Test sequence and corresponding pressure response in the observation well
(Mahmoud et al., 1993).
Configuration of producing and injection wells for the example pulse test.
The test indicated good hydraulic communication within the area investigated. It was also possible to determine the interwell reservoir properties and geometry of the area. The good match of constant-pressure boundaries to the data implied that there was no leakage toward the neighboring field as previously suspected.

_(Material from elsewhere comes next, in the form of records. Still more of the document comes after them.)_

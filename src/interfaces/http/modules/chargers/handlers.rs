//! Charging station API handlers
//!
//! Every route sits behind the auth gate; the caller's identity is the
//! owner for create/list and the required owner for update/delete.

use std::sync::Arc;

use axum::{
    extract::{Path, State},
    http::StatusCode,
    Extension, Json,
};
use serde_json::Value;

use super::dto::{CreateStationRequest, MessageResponse, StationResponse, UpdateStationRequest};
use crate::application::StationService;
use crate::interfaces::http::common::{ApiError, ErrorBody, JsonBody};
use crate::interfaces::http::middleware::AuthenticatedUser;

#[derive(Clone)]
pub struct StationHandlerState {
    pub stations: Arc<StationService>,
}

#[utoipa::path(
    post,
    path = "/api/chargers",
    tag = "Chargers",
    security(("bearer_auth" = [])),
    request_body = CreateStationRequest,
    responses(
        (status = 201, description = "Station created", body = StationResponse),
        (status = 400, description = "Validation error", body = ErrorBody),
        (status = 401, description = "Not authenticated", body = ErrorBody)
    )
)]
pub async fn create_station(
    State(state): State<StationHandlerState>,
    Extension(user): Extension<AuthenticatedUser>,
    JsonBody(body): JsonBody<Value>,
) -> Result<(StatusCode, Json<StationResponse>), ApiError> {
    let request = CreateStationRequest::from_body(body);
    let station = state.stations.create(&user.id, request.into()).await?;
    Ok((StatusCode::CREATED, Json(station.into())))
}

#[utoipa::path(
    get,
    path = "/api/chargers",
    tag = "Chargers",
    security(("bearer_auth" = [])),
    responses(
        (status = 200, description = "Stations owned by the caller, newest first", body = Vec<StationResponse>),
        (status = 401, description = "Not authenticated", body = ErrorBody)
    )
)]
pub async fn list_stations(
    State(state): State<StationHandlerState>,
    Extension(user): Extension<AuthenticatedUser>,
) -> Result<Json<Vec<StationResponse>>, ApiError> {
    let stations = state.stations.list_by_owner(&user.id).await?;
    Ok(Json(stations.into_iter().map(Into::into).collect()))
}

#[utoipa::path(
    put,
    path = "/api/chargers/{id}",
    tag = "Chargers",
    security(("bearer_auth" = [])),
    params(("id" = String, Path, description = "Station ID")),
    request_body = UpdateStationRequest,
    responses(
        (status = 200, description = "Station updated", body = StationResponse),
        (status = 400, description = "Validation error or nothing to change", body = ErrorBody),
        (status = 403, description = "Station belongs to another user", body = ErrorBody),
        (status = 404, description = "Station not found", body = ErrorBody)
    )
)]
pub async fn update_station(
    State(state): State<StationHandlerState>,
    Extension(user): Extension<AuthenticatedUser>,
    Path(id): Path<String>,
    JsonBody(body): JsonBody<Value>,
) -> Result<Json<StationResponse>, ApiError> {
    // Field types are checked by the service, after ownership.
    let request = UpdateStationRequest::from_body(body);
    let station = state.stations.update(&id, &user.id, request.into()).await?;
    Ok(Json(station.into()))
}

#[utoipa::path(
    delete,
    path = "/api/chargers/{id}",
    tag = "Chargers",
    security(("bearer_auth" = [])),
    params(("id" = String, Path, description = "Station ID")),
    responses(
        (status = 200, description = "Station removed", body = MessageResponse),
        (status = 403, description = "Station belongs to another user", body = ErrorBody),
        (status = 404, description = "Station not found", body = ErrorBody)
    )
)]
pub async fn delete_station(
    State(state): State<StationHandlerState>,
    Extension(user): Extension<AuthenticatedUser>,
    Path(id): Path<String>,
) -> Result<Json<MessageResponse>, ApiError> {
    state.stations.delete(&id, &user.id).await?;
    Ok(Json(MessageResponse {
        message: "Charging station removed successfully".to_string(),
    }))
}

The small amplitude of the signal detected in two of the observation wells suggested the presence of free gas in the upper part of the structure. This result was confirmed by other sources of information and proved particularly useful to the operator in locating future water injection wells and optimizing reservoir management.
New Technology:
Increased sophistication in testing demands additional tools, creating the need for a complex sequence of distinguishable pressure pulses, or operating pressure ‘windows.’ The annular pressure has to supply not only a discrete signal to one of a number of tools, but also the power to operate it.
For example, opening a single shot reversing valve at the end of a test can typically require 2000 to 3000 psi above the hydrostatic pressure. This creates significantly higher pressures in the annulus and great care must be taken not to exceed the tubing collapse or casing burst pressures. There is thus a limit to the number of discrete annular pressure signals that can be safely employed to command and power downhole equipment. A recent development addresses this limitation by employing much lower annular pressure variations as command signals to the downhole tools. The signals are analyzed by the tool’s controller which uses electronics to control the downhole test valve and circulating valve. Batteries power the electronics, annular hydrostatic pressure supplies the energy to operate the valves. The system is called the “Intelligent Remote Implementation System” (IRIS).

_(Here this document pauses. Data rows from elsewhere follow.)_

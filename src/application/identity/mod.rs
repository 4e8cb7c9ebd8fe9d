//! Identity module: registration and login
//!
//! Contains the `CredentialService` which creates and verifies user
//! identities and obtains tokens from the `TokenService`.

pub mod service;

pub use service::{AuthSession, CredentialService};
//! Server runtime
//!
//! [`ServerHandle`] owns the whole lifecycle: metrics recorder, repository
//! backend (SeaORM with migrations, or in-memory), the REST API listener and
//! graceful shutdown.

use std::net::SocketAddr;
use std::sync::{Arc, OnceLock};
use std::time::Duration;

use metrics_exporter_prometheus::{PrometheusBuilder, PrometheusHandle};
use sea_orm::DatabaseConnection;
use sea_orm_migration::MigratorTrait;
use thiserror::Error;
use tracing::{error, info, warn};

use crate::config::AppConfig;
use crate::domain::RepositoryProvider;
use crate::infrastructure::crypto::TokenService;
use crate::infrastructure::database::migrator::Migrator;
use crate::interfaces::http::ApiContext;
use crate::shared::{listen_for_shutdown_signals, ShutdownSignal};
use crate::{create_api_router, init_database, InMemoryRepositoryProvider, SeaOrmRepositoryProvider};

#[derive(Debug, Error)]
pub enum ServerError {
    #[error("Database error: {0}")]
    Database(#[from] sea_orm::DbErr),

    #[error("Failed to bind {addr}: {source}")]
    Bind {
        addr: String,
        source: std::io::Error,
    },
}

/// Options for starting the service.
pub struct ServerOptions {
    pub config: AppConfig,
    /// Run database migrations on startup (default: true).
    pub auto_migrate: bool,
}

impl Default for ServerOptions {
    fn default() -> Self {
        Self {
            config: AppConfig::default(),
            auto_migrate: true,
        }
    }
}

/// The global recorder can only be installed once per process; later calls
/// reuse its handle.
fn prometheus_handle() -> PrometheusHandle {
    static PROM_HANDLE: OnceLock<PrometheusHandle> = OnceLock::new();

    PROM_HANDLE
        .get_or_init(|| match PrometheusBuilder::new().install_recorder() {
            Ok(handle) => {
                info!("Prometheus metrics recorder installed");
                handle
            }
            Err(e) => {
                warn!("Metrics recorder unavailable, /metrics will stay empty: {}", e);
                PrometheusBuilder::new().build_recorder().handle()
            }
        })
        .clone()
}

/// Handle to a running service.
///
/// ```rust,no_run
/// use charger_directory::server::{ServerHandle, ServerOptions};
///
/// #[tokio::main]
/// async fn main() -> Result<(), Box<dyn std::error::Error>> {
///     let handle = ServerHandle::start(ServerOptions::default()).await?;
///     handle.install_signal_handler();
///     handle.wait().await;
///     Ok(())
/// }
/// ```
pub struct ServerHandle {
    pub repos: Arc<dyn RepositoryProvider>,
    pub config: AppConfig,
    /// Address the API actually bound to
    pub local_addr: SocketAddr,

    db: Option<DatabaseConnection>,
    shutdown: ShutdownSignal,
    api_task: tokio::task::JoinHandle<()>,
}

impl ServerHandle {
    pub async fn start(opts: ServerOptions) -> Result<Self, ServerError> {
        let app_cfg = opts.config;

        info!("Starting Charger Directory...");
        let prometheus = prometheus_handle();

        if app_cfg.uses_default_secret() {
            warn!("Using the default JWT secret; set security.jwt_secret or CHARGERS_JWT_SECRET");
        }

        // ── Repositories ───────────────────────────────────────
        let db_config = app_cfg.database_config();
        let (repos, db): (Arc<dyn RepositoryProvider>, Option<DatabaseConnection>) =
            if db_config.is_memory() {
                warn!("Using in-memory repositories; data is lost on exit");
                (Arc::new(InMemoryRepositoryProvider::new()), None)
            } else {
                let db = init_database(&db_config).await?;
                if opts.auto_migrate {
                    info!("Running database migrations...");
                    Migrator::up(&db, None).await?;
                    info!("Migrations completed");
                }
                (Arc::new(SeaOrmRepositoryProvider::new(db.clone())), Some(db))
            };

        let tokens = Arc::new(TokenService::new(&app_cfg.jwt_config()));

        // ── REST API ───────────────────────────────────────────
        let api_router = create_api_router(ApiContext {
            repos: repos.clone(),
            tokens,
            bcrypt_cost: app_cfg.security.bcrypt_cost,
            db: db.clone(),
            metrics: prometheus,
        });

        let api_addr = app_cfg.address();
        let listener = tokio::net::TcpListener::bind(&api_addr)
            .await
            .map_err(|source| ServerError::Bind {
                addr: api_addr.clone(),
                source,
            })?;
        let local_addr = listener.local_addr().map_err(|source| ServerError::Bind {
            addr: api_addr.clone(),
            source,
        })?;
        info!("REST API server listening on http://{}", local_addr);
        info!("Swagger UI available at http://{}/docs/", local_addr);

        let shutdown = ShutdownSignal::new();
        let api_shutdown = shutdown.clone();
        let api_task = tokio::spawn(async move {
            let server = axum::serve(listener, api_router).with_graceful_shutdown(async move {
                api_shutdown.wait().await;
                info!("REST API server received shutdown signal");
            });
            if let Err(e) = server.await {
                error!("REST API server error: {}", e);
            }
        });

        Ok(Self {
            repos,
            config: app_cfg,
            local_addr,
            db,
            shutdown,
            api_task,
        })
    }

    pub fn shutdown_signal(&self) -> ShutdownSignal {
        self.shutdown.clone()
    }

    /// Install OS signal listeners (SIGTERM, SIGINT) that trigger shutdown.
    pub fn install_signal_handler(&self) {
        tokio::spawn(listen_for_shutdown_signals(self.shutdown.clone()));
    }

    pub fn trigger_shutdown(&self) {
        self.shutdown.trigger();
    }

    /// Wait for the API server to stop, then release the database.
    ///
    /// In-flight requests get `server.shutdown_timeout` seconds after the
    /// shutdown signal; the server task is aborted after that.
    pub async fn wait(self) {
        let grace = Duration::from_secs(self.config.server.shutdown_timeout);
        let mut api_task = self.api_task;

        tokio::select! {
            result = &mut api_task => {
                if let Err(e) = result {
                    error!("REST API server task panicked: {}", e);
                }
            }
            _ = async {
                self.shutdown.wait().await;
                tokio::time::sleep(grace).await;
            } => {
                warn!("Shutdown grace period of {:?} elapsed; aborting open connections", grace);
                api_task.abort();
            }
        }
        info!("REST API server stopped");

        if let Some(db) = self.db {
            if let Err(e) = db.close().await {
                warn!("Error closing database connection: {}", e);
            } else {
                info!("Database connection closed");
            }
        }

        info!("Charger Directory shutdown complete");
    }

    /// Trigger shutdown and wait for completion.
    pub async fn shutdown(self) {
        info!("Shutting down Charger Directory...");
        self.trigger_shutdown();
        self.wait().await;
    }

    pub fn is_running(&self) -> bool {
        !self.api_task.is_finished()
    }
}

#[cfg(test)]
mod tests {
    use super::*;

    fn memory_options() -> ServerOptions {
        let mut config = AppConfig::default();
        config.server.host = "127.0.0.1".to_string();
        config.server.port = 0;
        config.server.shutdown_timeout = 1;
        config.database.url = "memory".to_string();
        ServerOptions {
            config,
            auto_migrate: true,
        }
    }

    #[tokio::test]
    async fn starts_and_stops_on_memory_backend() {
        let handle = ServerHandle::start(memory_options()).await.unwrap();
        assert!(handle.is_running());
        assert_ne!(handle.local_addr.port(), 0);

        handle.shutdown().await;
    }

    #[tokio::test]
    async fn migrates_sqlite_on_start() {
        let mut opts = memory_options();
        opts.config.database.url = "sqlite::memory:".to_string();
        opts.config.database.max_connections = 1;

        let handle = ServerHandle::start(opts).await.unwrap();
        assert!(handle
            .repos
            .users()
            .find_by_username("nobody")
            .await
            .unwrap()
            .is_none());

        handle.shutdown().await;
    }
}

Low intensity coded pulses of at least 250 psi are sent down the annulus using the rig mud pumps. The key recognition factor for the IRIS system’s pressure sensor is the shape of the pressure pulse.
A threshold pressure has to be achieved, sustained and bled off within specific time and pressure variation constraints. The duration that a plateau pressure is sustained distinguishes one command from another.
In the tool, a microprocessor reads the coded pressure pulses, compares them to pre-set operating instructions and opens or closes solenoid valves to direct hydraulic fluid from chambers at annular hydrostatic pressure into chambers at atmospheric pressure. This fluid movement is used to operate the tool’s valves, closing them with a high intensity force driven by the differential pressure rather than by just the force of a spring, as in conventional systems. In addition, the fact that clean hydraulic fluid, rather than mud, is operating the tools means that reliability is also enhanced.
Intelligent Remote Implementation System (IRIS).
Annular pressure pulses needed to control the IRIS dual valve in conjunction with either pressure or drop bar operated TCP guns.
Since the tool functions through electrohydraulics, its mechanical construction is simplified. The 20 ft. (6m) IRIS dual-valve replaces conventional fullbore test strings measuring up to 40 ft. (12 m).
Elimination of pressurised nitrogen chambers also enhances the safety aspects of the tool. The equipment is compatible with conventional pressure operated test equipment including TCP systems.